In his Intermediate Logic (1997), David Bostock argues there is a circumstance to be mentally entertained, a circumstance that has as its result that Modus Ponens would not be a valid rule of inference. Because of that result, he concludes that that circumstance is illogical (350–54). Because the circumstance pertains to empty referent for referring terms in logical relations, I incline to think all the more that knowing Modus Ponens is contained within and should be isolated within knowing consciousness is identification, where logic is understood to be a certain subdivision of verbal consciousness as identification. What then are the particulars of how we know the logic subdivision of such consciousness? Among those particulars should be how we know validity of Modus Ponens.

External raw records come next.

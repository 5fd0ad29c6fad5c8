//! In-memory agent store.
//!
//! Both maps sit behind one `tokio::sync::RwLock`, so every
//! read-modify-write of an agent or relationship is serialized. Insertion
//! order is tracked separately so listings are stable across runs.

use std::collections::{BTreeMap, BTreeSet};

use chrono::{DateTime, Utc};
use plasticity_types::{Agent, AgentId, Relationship, RelationshipId, RelationshipType};
use rust_decimal::Decimal;
use tokio::sync::RwLock;
use tracing::debug;

use crate::error::StoreError;
use crate::store::AgentStore;

#[derive(Debug, Default)]
struct StoreState {
    agents: BTreeMap<AgentId, Agent>,
    agent_order: Vec<AgentId>,
    relationships: Vec<Relationship>,
    pairs: BTreeSet<(AgentId, AgentId, RelationshipType)>,
}

impl StoreState {
    fn active_agent_mut(&mut self, id: AgentId) -> Result<&mut Agent, StoreError> {
        let agent = self
            .agents
            .get_mut(&id)
            .ok_or(StoreError::AgentNotFound(id))?;
        if agent.is_active() {
            Ok(agent)
        } else {
            Err(StoreError::AgentDestroyed(id))
        }
    }

    fn require_active(&self, id: AgentId) -> Result<(), StoreError> {
        match self.agents.get(&id) {
            None => Err(StoreError::AgentNotFound(id)),
            Some(agent) if !agent.is_active() => Err(StoreError::AgentDestroyed(id)),
            Some(_) => Ok(()),
        }
    }

    fn ordered(&self) -> impl Iterator<Item = &Agent> {
        self.agent_order.iter().filter_map(|id| self.agents.get(id))
    }
}

/// An agent store held entirely in process memory.
#[derive(Debug, Default)]
pub struct InMemoryAgentStore {
    state: RwLock<StoreState>,
}

impl InMemoryAgentStore {
    /// Create an empty store.
    pub fn new() -> Self {
        Self::default()
    }
}

fn check_score(agent_id: AgentId, score: Decimal) -> Result<(), StoreError> {
    if score < Decimal::ZERO || score > Decimal::ONE_HUNDRED {
        return Err(StoreError::InvalidScore { agent_id, score });
    }
    Ok(())
}

fn check_strength(strength: Decimal) -> Result<(), StoreError> {
    if strength < Decimal::ZERO || strength > Decimal::ONE {
        return Err(StoreError::InvalidStrength(strength));
    }
    Ok(())
}

impl AgentStore for InMemoryAgentStore {
    async fn active_agents(&self) -> Result<Vec<Agent>, StoreError> {
        let state = self.state.read().await;
        Ok(state.ordered().filter(|a| a.is_active()).cloned().collect())
    }

    async fn all_agents(&self) -> Result<Vec<Agent>, StoreError> {
        let state = self.state.read().await;
        Ok(state.ordered().cloned().collect())
    }

    async fn get_agent(&self, id: AgentId) -> Result<Agent, StoreError> {
        let state = self.state.read().await;
        state
            .agents
            .get(&id)
            .cloned()
            .ok_or(StoreError::AgentNotFound(id))
    }

    async fn insert_agent(&self, agent: Agent) -> Result<(), StoreError> {
        check_score(agent.id, agent.performance_score)?;
        let mut state = self.state.write().await;
        if state.agents.contains_key(&agent.id) {
            return Err(StoreError::DuplicateAgent(agent.id));
        }
        debug!(agent_id = %agent.id, agent_type = %agent.agent_type, "Agent stored");
        state.agent_order.push(agent.id);
        state.agents.insert(agent.id, agent);
        Ok(())
    }

    async fn update_performance(&self, id: AgentId, score: Decimal) -> Result<Agent, StoreError> {
        check_score(id, score)?;
        let mut state = self.state.write().await;
        let agent = state.active_agent_mut(id)?;
        agent.performance_score = score;
        Ok(agent.clone())
    }

    async fn update_computational(&self, id: AgentId, computational: u32) -> Result<(), StoreError> {
        let mut state = self.state.write().await;
        let agent = state.active_agent_mut(id)?;
        agent.resources.computational = computational;
        Ok(())
    }

    async fn mark_destroyed(&self, id: AgentId, at: DateTime<Utc>) -> Result<Agent, StoreError> {
        let mut state = self.state.write().await;
        let agent = state.active_agent_mut(id)?;
        agent.destroyed_at = Some(at);
        Ok(agent.clone())
    }

    async fn relationships(
        &self,
        relationship_type: RelationshipType,
    ) -> Result<Vec<Relationship>, StoreError> {
        let state = self.state.read().await;
        Ok(state
            .relationships
            .iter()
            .filter(|r| r.relationship_type == relationship_type)
            .cloned()
            .collect())
    }

    async fn insert_relationship(&self, relationship: Relationship) -> Result<(), StoreError> {
        if relationship.source_id == relationship.target_id {
            return Err(StoreError::SelfRelationship(relationship.source_id));
        }
        check_strength(relationship.strength)?;

        let mut state = self.state.write().await;
        state.require_active(relationship.source_id)?;
        state.require_active(relationship.target_id)?;

        let (a, b) = relationship.pair_key();
        if !state.pairs.insert((a, b, relationship.relationship_type)) {
            return Err(StoreError::DuplicateRelationship {
                a,
                b,
                relationship_type: relationship.relationship_type,
            });
        }
        state.relationships.push(relationship);
        Ok(())
    }

    async fn update_strength(
        &self,
        id: RelationshipId,
        strength: Decimal,
        at: DateTime<Utc>,
    ) -> Result<(), StoreError> {
        check_strength(strength)?;
        let mut state = self.state.write().await;
        let relationship = state
            .relationships
            .iter_mut()
            .find(|r| r.id == id)
            .ok_or(StoreError::RelationshipNotFound(id))?;
        if relationship.relationship_type != RelationshipType::Collaboration {
            return Err(StoreError::ImmutableRelationship {
                id,
                relationship_type: relationship.relationship_type,
            });
        }
        relationship.strength = strength;
        relationship.updated_at = at;
        Ok(())
    }
}

#[cfg(test)]
#[allow(clippy::unwrap_used, clippy::indexing_slicing)]
mod tests {
    use plasticity_types::{AgentResources, AgentStrategy, AgentType, CreationReason};
    use rust_decimal_macros::dec;

    use super::*;

    fn agent(score: Decimal) -> Agent {
        Agent {
            id: AgentId::new(),
            name: String::from("Scout-Alpha"),
            agent_type: AgentType::MarketAgent,
            performance_score: score,
            cash_flow: dec!(0),
            resources: AgentResources {
                computational: 50,
                memory_mb: 512,
                api_quota_per_hour: 200,
            },
            strategy: AgentStrategy {
                focus: String::from("market_analysis"),
                risk_tolerance: dec!(0.4),
                planning_horizon_days: 30,
                objectives: Vec::new(),
            },
            parent_id: None,
            creation_reason: CreationReason::Seed,
            created_at: Utc::now(),
            destroyed_at: None,
        }
    }

    async fn store_with(agents: &[Agent]) -> InMemoryAgentStore {
        let store = InMemoryAgentStore::new();
        for a in agents {
            store.insert_agent(a.clone()).await.unwrap();
        }
        store
    }

    fn collab(a: AgentId, b: AgentId, strength: Decimal) -> Relationship {
        Relationship::new(a, b, RelationshipType::Collaboration, strength, Utc::now())
    }

    #[tokio::test]
    async fn destroyed_agents_leave_active_set() {
        let a = agent(dec!(60));
        let b = agent(dec!(70));
        let store = store_with(&[a.clone(), b.clone()]).await;

        store.mark_destroyed(a.id, Utc::now()).await.unwrap();

        let active = store.active_agents().await.unwrap();
        assert_eq!(active.len(), 1);
        assert_eq!(active[0].id, b.id);
        assert_eq!(store.all_agents().await.unwrap().len(), 2);
        assert!(store.get_agent(a.id).await.unwrap().destroyed_at.is_some());
    }

    #[tokio::test]
    async fn destroyed_agents_reject_mutation() {
        let a = agent(dec!(60));
        let store = store_with(std::slice::from_ref(&a)).await;
        let first = store.mark_destroyed(a.id, Utc::now()).await.unwrap();

        assert_eq!(
            store.mark_destroyed(a.id, Utc::now()).await,
            Err(StoreError::AgentDestroyed(a.id))
        );
        assert_eq!(
            store.update_performance(a.id, dec!(90)).await,
            Err(StoreError::AgentDestroyed(a.id))
        );
        assert_eq!(
            store.update_computational(a.id, 100).await,
            Err(StoreError::AgentDestroyed(a.id))
        );
        assert_eq!(
            store.get_agent(a.id).await.unwrap().destroyed_at,
            first.destroyed_at
        );
    }

    #[tokio::test]
    async fn active_agents_keep_insertion_order() {
        let agents: Vec<Agent> = (0..5).map(|_| agent(dec!(60))).collect();
        let store = store_with(&agents).await;
        let ids: Vec<AgentId> = store
            .active_agents()
            .await
            .unwrap()
            .into_iter()
            .map(|a| a.id)
            .collect();
        let expected: Vec<AgentId> = agents.iter().map(|a| a.id).collect();
        assert_eq!(ids, expected);
    }

    #[tokio::test]
    async fn duplicate_pair_rejected_in_either_direction() {
        let a = agent(dec!(60));
        let b = agent(dec!(60));
        let store = store_with(&[a.clone(), b.clone()]).await;

        store
            .insert_relationship(collab(a.id, b.id, dec!(0.5)))
            .await
            .unwrap();
        let err = store
            .insert_relationship(collab(b.id, a.id, dec!(0.3)))
            .await
            .unwrap_err();
        assert!(matches!(err, StoreError::DuplicateRelationship { .. }));

        // A different type on the same pair is allowed.
        store
            .insert_relationship(Relationship::new(
                a.id,
                b.id,
                RelationshipType::ParentChild,
                dec!(0.9),
                Utc::now(),
            ))
            .await
            .unwrap();
    }

    #[tokio::test]
    async fn relationship_endpoints_must_be_active() {
        let a = agent(dec!(60));
        let b = agent(dec!(60));
        let store = store_with(&[a.clone(), b.clone()]).await;
        store.mark_destroyed(b.id, Utc::now()).await.unwrap();

        assert_eq!(
            store
                .insert_relationship(collab(a.id, b.id, dec!(0.5)))
                .await,
            Err(StoreError::AgentDestroyed(b.id))
        );
        let missing = AgentId::new();
        assert_eq!(
            store
                .insert_relationship(collab(a.id, missing, dec!(0.5)))
                .await,
            Err(StoreError::AgentNotFound(missing))
        );
        assert_eq!(
            store
                .insert_relationship(collab(a.id, a.id, dec!(0.5)))
                .await,
            Err(StoreError::SelfRelationship(a.id))
        );
    }

    #[tokio::test]
    async fn only_collaboration_strength_is_mutable() {
        let a = agent(dec!(60));
        let b = agent(dec!(60));
        let store = store_with(&[a.clone(), b.clone()]).await;
        let lineage = Relationship::new(
            a.id,
            b.id,
            RelationshipType::ParentChild,
            dec!(0.9),
            Utc::now(),
        );
        let lineage_id = lineage.id;
        store.insert_relationship(lineage).await.unwrap();
        let err = store
            .update_strength(lineage_id, dec!(1), Utc::now())
            .await
            .unwrap_err();
        assert!(matches!(err, StoreError::ImmutableRelationship { .. }));

        let peer = collab(a.id, b.id, dec!(0.5));
        let peer_id = peer.id;
        store.insert_relationship(peer).await.unwrap();
        store
            .update_strength(peer_id, dec!(0.58), Utc::now())
            .await
            .unwrap();
        assert_eq!(
            store
                .update_strength(peer_id, dec!(1.2), Utc::now())
                .await,
            Err(StoreError::InvalidStrength(dec!(1.2)))
        );
        let collabs = store
            .relationships(RelationshipType::Collaboration)
            .await
            .unwrap();
        assert_eq!(collabs.len(), 1);
        assert_eq!(collabs[0].strength, dec!(0.58));
    }

    #[tokio::test]
    async fn score_writes_are_range_checked() {
        let a = agent(dec!(60));
        let store = store_with(std::slice::from_ref(&a)).await;
        assert!(matches!(
            store.update_performance(a.id, dec!(101)).await,
            Err(StoreError::InvalidScore { .. })
        ));
        let updated = store.update_performance(a.id, dec!(72.5)).await.unwrap();
        assert_eq!(updated.performance_score, dec!(72.5));
    }

    #[tokio::test]
    async fn inserted_scores_are_range_checked() {
        let store = InMemoryAgentStore::new();
        let too_high = agent(dec!(150));
        assert_eq!(
            store.insert_agent(too_high.clone()).await,
            Err(StoreError::InvalidScore {
                agent_id: too_high.id,
                score: dec!(150),
            })
        );
        let negative = agent(dec!(-1));
        assert!(matches!(
            store.insert_agent(negative).await,
            Err(StoreError::InvalidScore { .. })
        ));
        assert!(store.all_agents().await.unwrap().is_empty());

        store.insert_agent(agent(dec!(100))).await.unwrap();
        store.insert_agent(agent(Decimal::ZERO)).await.unwrap();
        assert_eq!(store.all_agents().await.unwrap().len(), 2);
    }

    #[tokio::test]
    async fn duplicate_agent_rejected() {
        let a = agent(dec!(60));
        let store = store_with(std::slice::from_ref(&a)).await;
        assert_eq!(
            store.insert_agent(a.clone()).await,
            Err(StoreError::DuplicateAgent(a.id))
        );
    }
}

As observational givens that William mentions, I think for Rand’s epistemology as it leads to knowledge of logical principles, we must start with verbal reports of observation such as “this pen still has ink” and “this board is less bowed than that one.” How we know such observational reports of ours are true when they are true is one layer of epistemology. How we know logic is a further layer of epistemology, and how we know Modus Ponens has to be part of that further layer of hows.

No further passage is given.